A transmission line may be formed on the substrate and may be in the form of a line having a constant length, width, and thickness. The number of the transmission lines may be plural, preferably four. 3 and 4, the transmission line includes, for example, a first transmission line for connecting the first port (port 1) and the third port (port 3), a transmission line formed substantially in parallel with the first transmission line, A second transmission line connecting the first port (port 2) and the fourth port (port 4), and a third transmission line and a fourth transmission line for vertically connecting the first transmission line and the second transmission line.

The plurality of transmission lines may be made of metal, and one or more transmission lines may include a sensing area formed of conductive polymer on one or more ports.

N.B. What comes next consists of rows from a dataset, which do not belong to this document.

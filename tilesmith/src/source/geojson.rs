use super::{
    LoadedVectorData, SourceContext, TileResult, VectorTileLoader, VectorWorkerSource,
    WorkerSource,
};
use crate::{
    error::Error,
    expression::{Context, Filter, Properties},
    geojson::{
        Feature, FeatureCollection, GeoJson, GeoJsonSourceDiff, UpdateableGeoJson,
        apply_source_diff, rewind, to_updateable,
    },
    geojson_vt::{GeoJsonVt, GeoJsonVtOptions, TileFeature},
    io::Fetch,
    lock,
    supercluster::{Supercluster, SuperclusterOptions},
    tile_id::TileUid,
    vector_tile::{GEOJSON_TILE_LAYER, VectorTile, VectorTileFeature, VectorTileLayer},
    worker_tile::{TileParameters, TileRequest},
};
use bytes::Bytes;
use futures::{
    FutureExt as _,
    channel::oneshot,
    future::{self, BoxFuture, Either},
};
use serde::Deserialize;
use serde_json::Value;
use std::sync::{Arc, Mutex};

/// Where the data of a GeoJSON source comes from. Exactly one of `request`, `data` and
/// `data_diff` is expected.
#[derive(Debug, Clone, Default, PartialEq, Deserialize)]
#[serde(rename_all = "camelCase", default)]
pub struct LoadGeoJsonParameters {
    pub source: String,
    pub request: Option<TileRequest>,
    /// Serialized GeoJSON.
    pub data: Option<String>,
    pub data_diff: Option<GeoJsonSourceDiff>,
    pub cluster: bool,
    pub supercluster_options: SuperclusterOptions,
    pub geojson_vt_options: GeoJsonVtOptions,
    pub filter: Option<Value>,
    pub promote_id: Option<String>,
}

#[derive(Debug, Clone, Copy, Default, PartialEq, Eq)]
pub struct GeoJsonLoadResult {
    /// A newer load took over before this one was done.
    pub abandoned: bool,
}

/// Either index can cut the data into tiles.
pub enum GeoJsonIndex {
    Tiles(GeoJsonVt),
    Clusters(Supercluster),
}

impl GeoJsonIndex {
    fn get_tile(&mut self, z: u8, x: u32, y: u32) -> Option<Vec<TileFeature>> {
        match self {
            Self::Tiles(index) => index
                .get_tile(z, i64::from(x), y)
                .map(|tile| tile.features.clone()),
            Self::Clusters(index) => index.get_tile(z, x, y),
        }
    }
}

/// Cuts tiles out of the current index and wraps them as vector tiles, so that they
/// are parsed the same way as fetched ones.
#[derive(Default)]
pub struct GeoJsonTileLoader {
    index: Arc<Mutex<Option<GeoJsonIndex>>>,
}

impl VectorTileLoader for GeoJsonTileLoader {
    fn load(
        &self,
        parameters: &TileParameters,
    ) -> BoxFuture<'static, Result<Option<LoadedVectorData>, Error>> {
        let canonical = parameters.tile_id.canonical;
        let features = lock(&self.index)
            .as_mut()
            .and_then(|index| index.get_tile(canonical.z, canonical.x, canonical.y));

        let loaded = features.map(|features| {
            let features = features.into_iter().map(to_vector_tile_feature).collect();
            let vector_tile =
                VectorTile::from_layer(VectorTileLayer::new(GEOJSON_TILE_LAYER, features));
            let raw_data = Bytes::from(vector_tile.encode());
            LoadedVectorData {
                raw_data: Some(raw_data),
                ..LoadedVectorData::new(vector_tile)
            }
        });

        future::ready(Ok(loaded)).boxed()
    }
}

/// Vector tiles can only carry unsigned integer ids.
fn to_vector_tile_feature(feature: TileFeature) -> VectorTileFeature {
    let id = match &feature.id {
        Some(Value::Number(number)) => number.as_u64(),
        Some(Value::String(string)) => string.parse().ok(),
        _ => None,
    };
    VectorTileFeature {
        id,
        kind: feature.kind,
        properties: Arc::unwrap_or_clone(feature.tags),
        geometry: feature.geometry,
    }
}

/// Source holding a single GeoJSON document, tiled or clustered on the worker.
pub struct GeoJsonWorkerSource<F> {
    tiles: VectorWorkerSource<GeoJsonTileLoader>,
    loader: Arc<GeoJsonTileLoader>,
    fetch: Arc<F>,
    /// Document by feature id, when every feature has a unique one.
    updateable: Arc<Mutex<Option<UpdateableGeoJson>>>,
    /// Tells the running load that it has been superseded.
    pending: Option<oneshot::Sender<()>>,
}

impl<F: Fetch> GeoJsonWorkerSource<F> {
    pub fn new(context: SourceContext, fetch: Arc<F>) -> Self {
        let loader = Arc::new(GeoJsonTileLoader::default());
        Self {
            tiles: VectorWorkerSource::new(context, Arc::clone(&loader)),
            loader,
            fetch,
            updateable: Arc::default(),
            pending: None,
        }
    }

    /// Replace the data of the source and index it. Resolves with `abandoned` set when
    /// another load is started before this one is done.
    ///
    /// # Errors
    ///
    /// When the data can not be fetched or parsed, or the index options are invalid.
    pub fn load_data(
        &mut self,
        parameters: LoadGeoJsonParameters,
    ) -> BoxFuture<'static, Result<GeoJsonLoadResult, Error>> {
        self.abandon_pending();
        let (pending, abandoned) = oneshot::channel();
        self.pending = Some(pending);

        let fetch = Arc::clone(&self.fetch);
        let updateable = Arc::clone(&self.updateable);
        let loader = Arc::clone(&self.loader);
        let tiles = self.tiles.tiles();

        let work = async move {
            let mut geojson = load_geojson(&parameters, fetch.as_ref(), &updateable).await?;
            rewind(&mut geojson, true);

            if let Some(filter) = &parameters.filter {
                geojson = filter_features(geojson, &Filter::compile(filter)?);
            }

            let index = if parameters.cluster {
                GeoJsonIndex::Clusters(Supercluster::new(
                    geojson.into_features(),
                    parameters.supercluster_options,
                )?)
            } else {
                GeoJsonIndex::Tiles(GeoJsonVt::new(&geojson, parameters.geojson_vt_options)?)
            };

            *lock(&loader.index) = Some(index);
            lock(&tiles).loaded.clear();
            log::debug!("GeoJSON source '{}' is indexed.", parameters.source);

            Ok(GeoJsonLoadResult::default())
        };

        async move {
            match future::select(abandoned, work.boxed()).await {
                Either::Left(_) => Ok(GeoJsonLoadResult { abandoned: true }),
                Either::Right((result, _)) => result,
            }
        }
        .boxed()
    }

    fn abandon_pending(&mut self) {
        if let Some(pending) = self.pending.take() {
            // The load might be over already.
            let _ = pending.send(());
        }
    }

    fn clusters<T>(
        &self,
        query: impl FnOnce(&Supercluster) -> Result<T, Error>,
    ) -> Result<T, Error> {
        match lock(&self.loader.index).as_ref() {
            Some(GeoJsonIndex::Clusters(index)) => query(index),
            _ => Err(Error::Query("Source is not clustered.".to_owned())),
        }
    }

    /// # Errors
    ///
    /// When the source is not clustered or there is no such cluster.
    pub fn get_cluster_expansion_zoom(&self, cluster_id: u64) -> Result<u8, Error> {
        self.clusters(|index| index.get_cluster_expansion_zoom(cluster_id))
    }

    /// # Errors
    ///
    /// When the source is not clustered or there is no such cluster.
    pub fn get_cluster_children(&self, cluster_id: u64) -> Result<Vec<Feature>, Error> {
        self.clusters(|index| index.get_children(cluster_id))
    }

    /// # Errors
    ///
    /// When the source is not clustered or there is no such cluster.
    pub fn get_cluster_leaves(
        &self,
        cluster_id: u64,
        limit: Option<usize>,
        offset: Option<usize>,
    ) -> Result<Vec<Feature>, Error> {
        self.clusters(|index| index.get_leaves(cluster_id, limit, offset))
    }

    /// # Errors
    ///
    /// When the source is not clustered.
    pub fn get_clusters(&self, bbox: [f64; 4], zoom: u8) -> Result<Vec<Feature>, Error> {
        self.clusters(|index| Ok(index.get_clusters(bbox, zoom)))
    }
}

async fn load_geojson<F: Fetch>(
    parameters: &LoadGeoJsonParameters,
    fetch: &F,
    updateable: &Mutex<Option<UpdateableGeoJson>>,
) -> Result<GeoJson, Error> {
    let source = &parameters.source;
    let promote_id = parameters.promote_id.as_deref();

    let geojson = if let Some(request) = &parameters.request {
        let response = fetch
            .fetch(&request.url)
            .await
            .map_err(|error| Error::Fetch(error.to_string()))?;
        let value: Value =
            serde_json::from_slice(&response.data).map_err(|error| Error::Parse(error.to_string()))?;
        GeoJson::from_value(value)?
    } else if let Some(data) = &parameters.data {
        GeoJson::parse(data).map_err(|error| {
            Error::Parse(format!(
                "Input data given to '{source}' is not a valid GeoJSON object: {error}"
            ))
        })?
    } else if let Some(diff) = &parameters.data_diff {
        let mut updateable = lock(updateable);
        let Some(features) = updateable.as_mut() else {
            return Err(Error::Parse(format!(
                "Cannot update existing geojson data in {source}"
            )));
        };
        apply_source_diff(features, diff, promote_id);
        return Ok(GeoJson::from(&*features));
    } else {
        return Err(Error::Parse(format!(
            "Input data given to '{source}' is not a valid GeoJSON object."
        )));
    };

    *lock(updateable) = to_updateable(&geojson, promote_id);
    Ok(geojson)
}

fn filter_features(geojson: GeoJson, filter: &Filter) -> GeoJson {
    let empty = Properties::new();
    let features = geojson
        .into_features()
        .into_iter()
        .filter(|feature| {
            let properties = feature.properties.as_ref().unwrap_or(&empty);
            filter.matches(&Context::new(0., properties).with_id(feature.id.as_ref()))
        })
        .collect();
    GeoJson::FeatureCollection(FeatureCollection { features })
}

impl<F: Fetch> WorkerSource for GeoJsonWorkerSource<F> {
    fn load_tile(
        &mut self,
        parameters: TileParameters,
    ) -> BoxFuture<'static, Result<Option<TileResult>, Error>> {
        self.tiles.load_tile(parameters)
    }

    /// Tiles which were never loaded, e.g. because the data changed since, are loaded
    /// from the current index.
    fn reload_tile(
        &mut self,
        parameters: TileParameters,
    ) -> BoxFuture<'static, Result<Option<TileResult>, Error>> {
        if self.tiles.is_loaded(parameters.uid) {
            self.tiles.reload_tile(parameters)
        } else {
            self.tiles.load_tile(parameters)
        }
    }

    fn abort_tile(&mut self, uid: TileUid) {
        self.tiles.abort_tile(uid);
    }

    fn remove_tile(&mut self, uid: TileUid) {
        self.tiles.remove_tile(uid);
    }

    fn set_available_images(&mut self, images: Arc<[String]>) {
        self.tiles.set_available_images(images);
    }

    fn remove_source(&mut self, source: &str) {
        log::debug!("Removing GeoJSON source '{source}'.");
        self.abandon_pending();
    }
}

That is, the transmission line may be made of metal such as copper, silver, gold, etc., except for the sensing area. The sensing region may be composed of the conductive polymer as described above. In Fig. 3, the middle rectangular portion can be covered with a mask.

The sensing area may be formed on two adjacent ports of the four ports, and may be formed on the third and fourth ports, for example, as shown in FIGS. 3 and 4. The length of the sensing area is not particularly limited and can be, for example, 1 to 10 mm. The width of the sensing area is not particularly limited and can be, for example, 0.1 to 3 mm. The thickness of the sensing region may be from 0.1 to 30 mu m, preferably from 1 to 20 mu m. If the thickness of the sensing area is too thin, the change due to the gas may be small. If the sensing area is too thick, the introduced gas may be trapped and not be able to escape.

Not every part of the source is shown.